An American remake, currently on hold, is in development at Lionsgate, and a Japanese produced remake was released in 2021.

Setting

Mythology
The world in which the Cube series is set is kept secret from the viewer of the films throughout. The first Cube, in particular, portrays nothing of the world in which the film is set, who is responsible for the Cube, or why the prisoners are there. Hints are, however, given throughout the second and third films. The film's writer, Vincenzo Natali, apparently wrote a script detailing the world outside the Cube, but destroyed it after deciding not to create a movie about it. The plot devices used in Hypercube and Cube Zero (IZON and the government) are likely not (or only very loosely) related to Natali's original idea.

The first film is especially most ominous about the outside world; there is no indication of where or when the Cube was built, nor the timeline of it (although it is generally assumed to be present day). Although the main characters are presumably North American due to their speaking English with typical North American accents, there is no evidence of the Cube built in the U.S. However, in the second film, a U.S. Colonel displays knowledge of the first Cube's existence and layout. The Colonel is referring to the Cube in the first movie and not the prequel because he mentions a feature specific to that Cube.

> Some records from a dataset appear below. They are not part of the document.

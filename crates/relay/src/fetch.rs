//! Outbound fetches to origin and CDN

use std::time::Duration;

use async_trait::async_trait;
use bytes::Bytes;
use reqwest::{Client, StatusCode};
use url::Url;

use common::protocol::NO_CACHE_HEADERS;

#[derive(Debug, thiserror::Error)]
pub enum FetchError {
    #[error("request to {url} failed: {source}")]
    Request {
        url: Url,
        #[source]
        source: reqwest::Error,
    },
    #[error("{url} answered HTTP {status}")]
    Status { url: Url, status: StatusCode },
}

impl FetchError {
    /// Connection failures and 5xx answers may succeed on a later attempt
    pub fn is_transient(&self) -> bool {
        match self {
            FetchError::Request { source, .. } => {
                source.is_connect() || source.is_timeout() || source.is_request()
            }
            FetchError::Status { status, .. } => status.is_server_error(),
        }
    }
}

/// Plain HTTP GET collaborator
#[async_trait]
pub trait Fetcher: Send + Sync {
    async fn fetch(&self, url: &Url) -> Result<Bytes, FetchError>;
}

/// [`Fetcher`] backed by `reqwest`, with intermediary caching disabled
#[derive(Debug, Clone)]
pub struct HttpFetcher {
    client: Client,
}

impl HttpFetcher {
    pub fn new(timeout: Duration) -> Result<Self, reqwest::Error> {
        let client = Client::builder().timeout(timeout).build()?;
        Ok(Self { client })
    }
}

#[async_trait]
impl Fetcher for HttpFetcher {
    async fn fetch(&self, url: &Url) -> Result<Bytes, FetchError> {
        let mut request = self.client.get(url.clone());
        for (name, value) in NO_CACHE_HEADERS {
            request = request.header(name, value);
        }

        let response = request.send().await.map_err(|source| FetchError::Request {
            url: url.clone(),
            source,
        })?;

        let status = response.status();
        if !status.is_success() {
            return Err(FetchError::Status {
                url: url.clone(),
                status,
            });
        }

        response.bytes().await.map_err(|source| FetchError::Request {
            url: url.clone(),
            source,
        })
    }
}
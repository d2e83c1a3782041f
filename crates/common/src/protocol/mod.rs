//! Messages carried over the tunnel channel
//!
//! The client seals a [`RoutingInstruction`] under the tunnel key; the relay answers with a
//! tunnel-sealed [`RelayReply`]. Both decode strictly: an unknown route or reply status is a
//! [`ProtocolDecodeError`], never a silent default.

mod instruction;
mod reply;

pub use instruction::RoutingInstruction;
pub use reply::{RejectKind, RelayReply};

/// Request headers that disable intermediary caching, so timings reflect uncached retrieval
pub const NO_CACHE_HEADERS: [(&str, &str); 3] = [
    ("Cache-Control", "no-cache, no-store, must-revalidate"),
    ("Pragma", "no-cache"),
    ("Expires", "0"),
];

#[derive(Debug, thiserror::Error)]
pub enum ProtocolDecodeError {
    #[error("malformed routing instruction: {0}")]
    Instruction(#[from] serde_json::Error),
    #[error("empty relay reply")]
    EmptyReply,
    #[error("unknown relay reply status: {0:#04x}")]
    UnknownStatus(u8),
    #[error("relay reply body is not utf-8")]
    Utf8(#[from] std::string::FromUtf8Error),
    #[error("unknown reject kind: {0}")]
    UnknownRejectKind(String),
}
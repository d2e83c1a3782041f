pub mod args;
pub mod op;
pub mod ops;

pub use ops::{Health, Keygen, Run, SealAsset, Version};
use std::sync::Arc;

use async_trait::async_trait;

#[async_trait]
pub trait DataSource {
    /// Perform various checks on the system to ensure its healthy and ready to accept requests.
    async fn is_ready(&self) -> Result<(), DataSourceError>;
}

#[derive(Debug, thiserror::Error)]
pub enum DataSourceError {
    #[error("one or more dependent services aren't available")]
    DependencyFailure,

    #[error("service has received signal indicating it should shutdown")]
    ShuttingDown,
}

pub type DynDataSource = Arc<dyn DataSource + Send + Sync>;

/// For services with no downstream dependencies
#[derive(Debug, Clone, Copy)]
pub struct AlwaysReady;

#[async_trait]
impl DataSource for AlwaysReady {
    async fn is_ready(&self) -> Result<(), DataSourceError> {
        Ok(())
    }
}

#[cfg(test)]
pub(crate) mod tests {
    use super::*;

    #[derive(Clone)]
    pub(crate) enum MockReadiness {
        DependencyFailure,
        Ready,
        ShuttingDown,
    }

    #[async_trait]
    impl DataSource for MockReadiness {
        async fn is_ready(&self) -> Result<(), DataSourceError> {
            use MockReadiness::*;

            match self {
                DependencyFailure => Err(DataSourceError::DependencyFailure),
                Ready => Ok(()),
                ShuttingDown => Err(DataSourceError::ShuttingDown),
            }
        }
    }
}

The second film reveals that a company named IZON is responsible for the Cube. Several exterior shots indicate that it is set in present time. The Cube's disturbing nature and the sheer impossibility of it being a physical construct (since it is technically an endless tesseract) make the location ambiguous. Furthermore, IZON is a private company, but the presence of the aforementioned Colonel and his knowledge of the Cube suggests that the U.S government is involved, or are perhaps trying to take it down.

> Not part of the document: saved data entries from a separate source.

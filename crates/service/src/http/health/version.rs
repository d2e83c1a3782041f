use axum::http::StatusCode;
use axum::response::{IntoResponse, Response};
use axum::{Extension, Json};

use common::version::BuildInfo;

#[tracing::instrument]
pub async fn handler(Extension(build_info): Extension<BuildInfo>) -> Response {
    (StatusCode::OK, Json(build_info)).into_response()
}
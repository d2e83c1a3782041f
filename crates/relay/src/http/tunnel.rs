use axum::extract::{Query, State};
use axum::response::Response;
use serde::Deserialize;

use super::{sealed_response, RelayHttpError, RelayState};

#[derive(Debug, Clone, Deserialize)]
pub struct TunnelQuery {
    /// Url-safe routing instruction sealed under the tunnel key
    pub payload: String,
}

pub async fn handler(
    State(state): State<RelayState>,
    Query(query): Query<TunnelQuery>,
) -> Result<Response, RelayHttpError> {
    let sealed = state.dispatcher.handle_tunnel(&query.payload).await?;
    Ok(sealed_response(sealed))
}
use std::convert::Infallible;

use clap::Args;

use common::build_info;

/// Print the client's build info
#[derive(Args, Debug, Clone)]
pub struct Version;

#[async_trait::async_trait]
impl crate::cli::op::Op for Version {
    type Error = Infallible;
    type Output = String;

    async fn execute(&self, _ctx: &crate::cli::op::OpContext) -> Result<Self::Output, Self::Error> {
        Ok(build_info!().to_string())
    }
}
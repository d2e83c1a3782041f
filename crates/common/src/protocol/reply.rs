use std::fmt;
use std::str::FromStr;

use bytes::Bytes;

use super::ProtocolDecodeError;

const STATUS_PAYLOAD: u8 = 0x00;
const STATUS_NOT_FOUND: u8 = 0x01;
const STATUS_TRANSPORT_FAILURE: u8 = 0x02;
const STATUS_REJECTED: u8 = 0x03;

/// Why the relay refused a tunnel request
#[derive(Debug, Clone, Copy, PartialEq, Eq)]
pub enum RejectKind {
    Decryption,
    ProtocolDecode,
}

impl RejectKind {
    pub fn as_str(&self) -> &'static str {
        match self {
            RejectKind::Decryption => "decryption",
            RejectKind::ProtocolDecode => "protocol_decode",
        }
    }
}

impl fmt::Display for RejectKind {
    fn fmt(&self, f: &mut fmt::Formatter<'_>) -> fmt::Result {
        f.write_str(self.as_str())
    }
}

impl FromStr for RejectKind {
    type Err = ProtocolDecodeError;

    fn from_str(s: &str) -> Result<Self, Self::Err> {
        match s {
            "decryption" => Ok(RejectKind::Decryption),
            "protocol_decode" => Ok(RejectKind::ProtocolDecode),
            other => Err(ProtocolDecodeError::UnknownRejectKind(other.to_string())),
        }
    }
}

/// Plaintext of every tunnel-sealed relay response
///
/// Layout: one status byte followed by the body.
///
/// | status | body |
/// |---|---|
/// | `0x00` | fetched bytes or delivery token |
/// | `0x01` | empty, resolver miss |
/// | `0x02` | utf-8 reason |
/// | `0x03` | utf-8 [`RejectKind`] |
#[derive(Debug, Clone, PartialEq, Eq)]
pub enum RelayReply {
    Payload(Bytes),
    NotFound,
    TransportFailure(String),
    Rejected(RejectKind),
}

impl RelayReply {
    pub fn encode(&self) -> Vec<u8> {
        let (status, body): (u8, &[u8]) = match self {
            RelayReply::Payload(bytes) => (STATUS_PAYLOAD, &bytes[..]),
            RelayReply::NotFound => (STATUS_NOT_FOUND, &b""[..]),
            RelayReply::TransportFailure(reason) => (STATUS_TRANSPORT_FAILURE, reason.as_bytes()),
            RelayReply::Rejected(kind) => (STATUS_REJECTED, kind.as_str().as_bytes()),
        };

        let mut out = Vec::with_capacity(1 + body.len());
        out.push(status);
        out.extend_from_slice(body);
        out
    }

    pub fn decode(bytes: &[u8]) -> Result<Self, ProtocolDecodeError> {
        let (status, body) = bytes.split_first().ok_or(ProtocolDecodeError::EmptyReply)?;

        match *status {
            STATUS_PAYLOAD => Ok(RelayReply::Payload(Bytes::copy_from_slice(body))),
            STATUS_NOT_FOUND => Ok(RelayReply::NotFound),
            STATUS_TRANSPORT_FAILURE => Ok(RelayReply::TransportFailure(String::from_utf8(
                body.to_vec(),
            )?)),
            STATUS_REJECTED => {
                let kind = String::from_utf8(body.to_vec())?;
                Ok(RelayReply::Rejected(kind.parse()?))
            }
            other => Err(ProtocolDecodeError::UnknownStatus(other)),
        }
    }
}
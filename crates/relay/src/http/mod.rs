use axum::http::{header, StatusCode};
use axum::response::{IntoResponse, Response};
use axum::routing::get;
use axum::{Json, Router};

use common::crypto::{CipherError, SealedToken};
use service::http::health::{self, DynDataSource};
use service::STATUS_PREFIX;

use crate::Dispatcher;

pub mod resolve;
pub mod tunnel;

const RELAY_PREFIX: &str = "/relay";

#[derive(Debug, Clone)]
pub struct RelayState {
    pub dispatcher: Dispatcher,
}

pub fn router(state: RelayState, readiness: DynDataSource) -> Router {
    let relay_routes = Router::new()
        .route("/tunnel", get(tunnel::handler))
        .route("/resolve", get(resolve::handler));

    Router::new()
        .nest(RELAY_PREFIX, relay_routes)
        .nest(
            STATUS_PREFIX,
            health::router(readiness, common::build_info!()),
        )
        .with_state(state)
}

/// Body of every successful relay response: the url-safe tunnel-sealed reply
fn sealed_response(sealed: SealedToken) -> Response {
    (
        StatusCode::OK,
        [(header::CONTENT_TYPE, "text/plain")],
        sealed.to_urlsafe(),
    )
        .into_response()
}

/// Transport-level failures, the only responses that leave the relay unsealed
#[derive(Debug, thiserror::Error)]
pub enum RelayHttpError {
    #[error("failed to seal relay reply: {0}")]
    Seal(#[from] CipherError),
}

impl IntoResponse for RelayHttpError {
    fn into_response(self) -> Response {
        tracing::error!(error = %self, "relay request failed");
        let msg = serde_json::json!({"error": "relay failed to seal its reply"});
        (StatusCode::INTERNAL_SERVER_ERROR, Json(msg)).into_response()
    }
}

The third Cube shows its personnel, consisting of management (known as "people upstairs") and technicians who operate the Cube and oversee the people placed inside. All people trapped in the Cube are death row inmates with their memories deleted and who willingly signed in to be placed inside instead of being executed. The Cube appears to be operated by a repressive, totalitarian government. At one point, when one technician finds no consent form of a woman trapped inside, it shows that the government also imprisons political opponents inside against their will (the technician finds her picture in a newspaper showing her at a political protest). It is also revealed in this movie that a character from the first film, Kazan, may not actually be autistic, and was in fact Eric Wynn (or a victim of the same treatment Wynn received: having his brain surgically altered so his behaviour resembles that of a stereotypical autistic savant).

Films

Cube (1997)

Cube, the first film in the series, follows a group of seven frightened strangers who find themselves trapped in a bizarre maze of cubical rooms, with no memory of how they arrived there. Searching for a way out, they soon discover that many rooms contain lethal booby traps, while others are safe. Initially the prisoners band together in an attempt to escape, however one of the prisoners then begins to turn insane and threatens the group’s escape. Despite the film's low budget, it achieved moderate commercial success and has developed a cult following due to its surreal, Kafkaesque setting.

Cube 2: Hypercube (2002)

Cube 2: Hypercube is a sequel to the film Cube. The dusky, dingy rooms of the first film are replaced with high-tech, brightly lit rooms, and the conventional technology of the original traps are replaced with threats based on abstract mathematics. A new group of prisoners quickly discovers that, unlike the original Cube, the rooms in their prison appear to shift instantaneously. They realize they are inside a hypercube in which gravity, space, and time are distorted. This time the prisoners each have a connection to the cube's suggested creator.

Cube Zero (2004)

Cube Zero is a prequel to the film Cube. Unlike the first two films, which were limited to the prisoners' point of view, the film concerns two characters, Eric Wynn and Dodd, who are technicians observing the prisoners. Wynn finds himself caring about the fate of Cassandra Rains, a woman in the Cube, and decides to risk his job and even his life to help her try to escape. The rooms are similar to the original film, except that the colors are not as bright as in the first film.

Cube (2021)

A Japanese remake, also called Cube, was released in October 2021.

Future
In March 2011, it was reported that Lionsgate Films had filmed an additional direct-to-video film in the series, tentatively titled Cube 3D. While filmed, it is considered lost media.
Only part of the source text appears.